Technology

Fact-checked

What is Voice Recognition?

R. Kayne

Last Modified Date: February 17, 2024

Voice recognition, or speech recognition, is a computer technology that utilizes audio input for entering data rather than a keyboard. Speaking into a microphone, for example, produces the same result as typing words manually with a keyboard. Simply stated, voice recognition software is designed with an internal database of recognizable words or phrases. The program matches the audio signature of speech with corresponding entries in the database.

Though turning speech into text might sound easy, it is an extremely difficult task. The problem lies in the virtually infinite array of individual speech patterns and accents, compounded by the natural human tendency to run words together.

Voice recognition software for a computer allows a user to speak into a microphone to audio input information rather than typing.

Various models of speech recognition software are used for an array of applications, from personal dictation to commercial automated call routing, from aiding the disabled to sports and news event subtitling. Each model behaves differently and has its own capabilities and boundaries.

Voice recognition programs that require the user to "train" the software to recognize their particular stylized patterns of speech are called speaker dependent systems. Individuals commonly use these types of programs at home or at the office. Email, memos, letters, data and text can be input by speaking into a microphone.

Some voice recognition systems, called discrete speech systems, require the user to speak clearly and slowly and to separate words. Continuous speech systems are designed to understand a more natural mode of speaking.

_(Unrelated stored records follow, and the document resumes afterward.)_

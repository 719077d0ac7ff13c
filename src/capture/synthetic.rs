//! Synthetic camera source for `stub://` devices.
//!
//! Produces a deterministic moving gradient so tests and hardware-free runs
//! exercise the full pipeline. A failure window can be scripted into the
//! device string — `stub://left?fail=5..8` makes reads 5, 6 and 7 (0-based)
//! fail — which is how the worker-resilience tests simulate a camera
//! intermittently dropping frames.

use anyhow::{anyhow, Result};
use image::{Rgb, RgbImage};
use std::ops::Range;

use crate::stub::parse_stub_device;

use super::{CameraConfig, CaptureStats};

pub(crate) struct SyntheticCameraSource {
    device: String,
    width: u32,
    height: u32,
    /// Seed derived from the device name so the two eyes differ.
    seed: u8,
    fail_window: Option<Range<u64>>,
    frames_read: u64,
    frames_failed: u64,
    reads_attempted: u64,
}

impl SyntheticCameraSource {
    pub(crate) fn open(config: CameraConfig) -> Result<Self> {
        let (name, fail_window) = parse_stub_device(&config.device)?;
        let seed = name.bytes().fold(0u8, |acc, b| acc.wrapping_add(b));
        log::info!("CameraSource: opened {} (synthetic)", config.device);

        Ok(Self {
            device: config.device.clone(),
            width: config.width,
            height: config.height,
            seed,
            fail_window,
            frames_read: 0,
            frames_failed: 0,
            reads_attempted: 0,
        })
    }

    pub(crate) fn read_frame(&mut self) -> Result<RgbImage> {
        let tick = self.reads_attempted;
        self.reads_attempted += 1;

        if let Some(window) = &self.fail_window {
            if window.contains(&tick) {
                self.frames_failed += 1;
                return Err(anyhow!("synthetic read failure at tick {}", tick));
            }
        }

        self.frames_read += 1;
        let seed = self.seed;
        let phase = (self.frames_read % 256) as u8;
        Ok(RgbImage::from_fn(self.width, self.height, |x, y| {
            Rgb([
                (x % 256) as u8 ^ seed,
                (y % 256) as u8,
                phase.wrapping_add((x + y) as u8),
            ])
        }))
    }

    pub(crate) fn stats(&self) -> CaptureStats {
        CaptureStats {
            frames_read: self.frames_read,
            frames_failed: self.frames_failed,
            device: self.device.clone(),
        }
    }

    pub(crate) fn device(&self) -> &str {
        &self.device
    }
}

// ----------------------------------------------------------------------------
// Tests
// ----------------------------------------------------------------------------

Smartphones are equipped with voice recognition software that can be used to speak commands and instructions.

Discrete speech systems are widely used for customer service routing. The system is speaker independent, but understands only a small pool of words or phrases. The caller is given a choice to answer a question, usually with "yes" or "no." After receiving an answer, the system escalates the caller to the next level. If the caller replies with a unique answer, the automated response is usually, "Sorry, I didn't understand you; please try again," with a repeat of the question and available answers. This type of voice recognition is also referred to as grammar constrained recognition.

Continuous speech is a more sophisticated form of voice recognition software, wherein the caller can speak naturally to explain a problem or request a service. This program is designed to pick out key words or phrases and make a statistical best-guess as to what the customer wants. Speaking plainly aids the program in identifying the need. This type of system has a far more intensive database than discreet speech systems and is also referred to as natural language recognition.

Automatic Speech Recognition (ASR) is a model of voice recognition designed for dictation. This software differs from previous models in that it does not strive to understand what is being said, only to identify the words spoken. Since many words in the English language sound alike, mistakes are easily made. ASR software is often found on digital voice recorders.

AS FEATURED ON:

Discussion Comments

SauteePan

April 18, 2011

@Bhutan - I agree and find that that is the main problem with the voice recognition software. However, once the software becomes accustomed to your voice by recording your speech patterns it can make this software a real blessing.

It can save you so much time and I know for me my productivity doubles, but I still have to proofread the text because occasionally it can make a mistake.

It is a good idea to take a look at the voice recognition software reviews before you buy one of these programs because some have extra features than others have and they do not all cost the same.

Bhutan

April 17, 2011

@Anon63415 -I really don’t know the answer to your question, but I did want to say that I have used voice recognition software and for the most part it can save you time by simply using the voice recognition microphone and dictating what you would like system to transcribe.

The problem is in the typing. Sometimes even the best voice recognition software will get confused with words that sound the same and if you don’t keep an eye on the transcription as the words are printing on the screen it may misuse words and make your paragraph not make sense.

It takes a while for the voice recognition software to properly articulate your words correctly which is the biggest frustration with the software.

anon63415

February 1, 2010

What came first? the T.V. program Star Trek which had heads up displays or the technology?